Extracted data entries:
*****

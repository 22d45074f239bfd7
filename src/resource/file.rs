use std::path::{Path, PathBuf};
use std::sync::{Arc, OnceLock};

use crate::parser::{SyntaxNode, SyntaxTree, parser_for_path};

use super::{Block, BlockId, FileId, Line};

#[derive(Debug)]
struct Loaded {
    content: String,
    readable: bool,
}

/// A file in a scope with lazily loaded content, tree and blocks.
///
/// Each lazy piece is computed at most once. Read and parse failures are
/// logged at debug level and degrade to empty content / no tree.
#[derive(Debug)]
pub struct SourceFile {
    id: FileId,
    path: Arc<Path>,
    loaded: OnceLock<Loaded>,
    tree: OnceLock<Option<SyntaxTree>>,
    blocks: OnceLock<Vec<Block>>,
}

impl SourceFile {
    /// A file whose content is read from disk on first use.
    #[must_use]
    pub fn new(id: FileId, path: impl Into<PathBuf>) -> Self {
        Self {
            id,
            path: Arc::from(path.into()),
            loaded: OnceLock::new(),
            tree: OnceLock::new(),
            blocks: OnceLock::new(),
        }
    }

    /// A file with content supplied up front.
    #[must_use]
    pub fn from_content(id: FileId, path: impl Into<PathBuf>, content: impl Into<String>) -> Self {
        Self {
            loaded: OnceLock::from(Loaded {
                content: content.into(),
                readable: true,
            }),
            ..Self::new(id, path)
        }
    }

    /// Read and parse a standalone file in one step.
    ///
    /// Returns `None` when the file cannot be read or parsed.
    #[must_use]
    pub fn read_and_parse(path: &Path) -> Option<Self> {
        let file = Self::new(FileId(0), path);
        file.parse_safely().then_some(file)
    }

    #[must_use]
    pub const fn id(&self) -> FileId {
        self.id
    }

    #[must_use]
    pub fn path(&self) -> &Path {
        &self.path
    }

    fn loaded(&self) -> &Loaded {
        self.loaded.get_or_init(|| match std::fs::read_to_string(&self.path) {
            Ok(content) => Loaded {
                content,
                readable: true,
            },
            Err(e) => {
                tracing::debug!(path = %self.path.display(), error = %e, "could not read file");
                Loaded {
                    content: String::new(),
                    readable: false,
                }
            }
        })
    }

    /// File content, or an empty string if it could not be read or decoded.
    #[must_use]
    pub fn content(&self) -> &str {
        &self.loaded().content
    }

    /// Whether the content was read and decoded successfully.
    #[must_use]
    pub fn is_readable(&self) -> bool {
        self.loaded().readable
    }

    /// The parsed tree, or `None` if the file is unreadable, of an unknown
    /// language, or not structurally valid.
    #[must_use]
    pub fn tree(&self) -> Option<&SyntaxTree> {
        self.tree.get_or_init(|| self.parse()).as_ref()
    }

    /// Attempt to parse the file; `false` means it contributes no blocks.
    #[must_use]
    pub fn parse_safely(&self) -> bool {
        self.tree().is_some()
    }

    fn parse(&self) -> Option<SyntaxTree> {
        if !self.is_readable() {
            return None;
        }
        let Some(parser) = parser_for_path(&self.path) else {
            tracing::debug!(path = %self.path.display(), "no parser for file");
            return None;
        };
        match parser.parse(self.content()) {
            Ok(tree) => Some(tree),
            Err(e) => {
                tracing::debug!(
                    path = %self.path.display(),
                    line = e.line,
                    error = %e.message,
                    "parse failed"
                );
                None
            }
        }
    }

    /// All blocks of the file in pre-order; empty when the file does not parse.
    #[must_use]
    pub fn blocks(&self) -> &[Block] {
        self.blocks.get_or_init(|| self.extract_blocks())
    }

    /// Top-level blocks only.
    pub fn root_blocks(&self) -> impl Iterator<Item = &Block> {
        self.blocks().iter().filter(|b| b.parent().is_none())
    }

    #[must_use]
    pub fn block(&self, id: BlockId) -> Option<&Block> {
        self.blocks().get(id.0)
    }

    fn extract_blocks(&self) -> Vec<Block> {
        let Some(tree) = self.tree() else {
            return Vec::new();
        };
        let lines: Vec<&str> = self.content().lines().collect();
        let mut arena = Vec::new();
        for node in &tree.nodes {
            self.push_block(node, None, &lines, &mut arena);
        }
        arena
    }

    fn push_block(
        &self,
        node: &SyntaxNode,
        parent: Option<BlockId>,
        lines: &[&str],
        arena: &mut Vec<Block>,
    ) {
        let id = BlockId(arena.len());
        let start = node.start_line.saturating_sub(1).min(lines.len());
        let end = node.end_line.min(lines.len()).max(start);
        arena.push(Block::new(
            id,
            self.id,
            Arc::clone(&self.path),
            node.kind,
            node.name.clone(),
            (node.start_line, node.end_line),
            lines[start..end].join("\n"),
            parent,
        ));
        if let Some(parent) = parent {
            arena[parent.0].add_subblock(id);
        }
        for child in &node.children {
            self.push_block(child, Some(id), lines, arena);
        }
    }

    /// Lines of the file, computed from content on each call.
    pub fn lines(&self) -> impl Iterator<Item = Line<'_>> {
        let path: &Path = &self.path;
        self.content()
            .lines()
            .enumerate()
            .map(move |(i, content)| Line {
                path,
                number: i + 1,
                content,
            })
    }

    /// A single 1-indexed line.
    #[must_use]
    pub fn line(&self, number: usize) -> Option<Line<'_>> {
        number
            .checked_sub(1)
            .and_then(|i| self.content().lines().nth(i))
            .map(|content| Line {
                path: &self.path,
                number,
                content,
            })
    }

    #[must_use]
    pub fn line_count(&self) -> usize {
        self.content().lines().count()
    }
}

#[cfg(test)]
#[path = "file_tests.rs"]
mod tests;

*****

All that is wanted is a faithful reproduction of the line above with "for node in", the line with "let end = node.end_line.min(lines.len()).max(start);", and every line in between.

        for node in &tree.nodes {
            self.push_block(node, None, &lines, &mut arena);
        }
        arena
    }

    fn push_block(
        &self,
        node: &SyntaxNode,
        parent: Option<BlockId>,
        lines: &[&str],
        arena: &mut Vec<Block>,
    ) {
        let id = BlockId(arena.len());
        let start = node.start_line.saturating_sub(1).min(lines.len());
        let end = node.end_line.min(lines.len()).max(start);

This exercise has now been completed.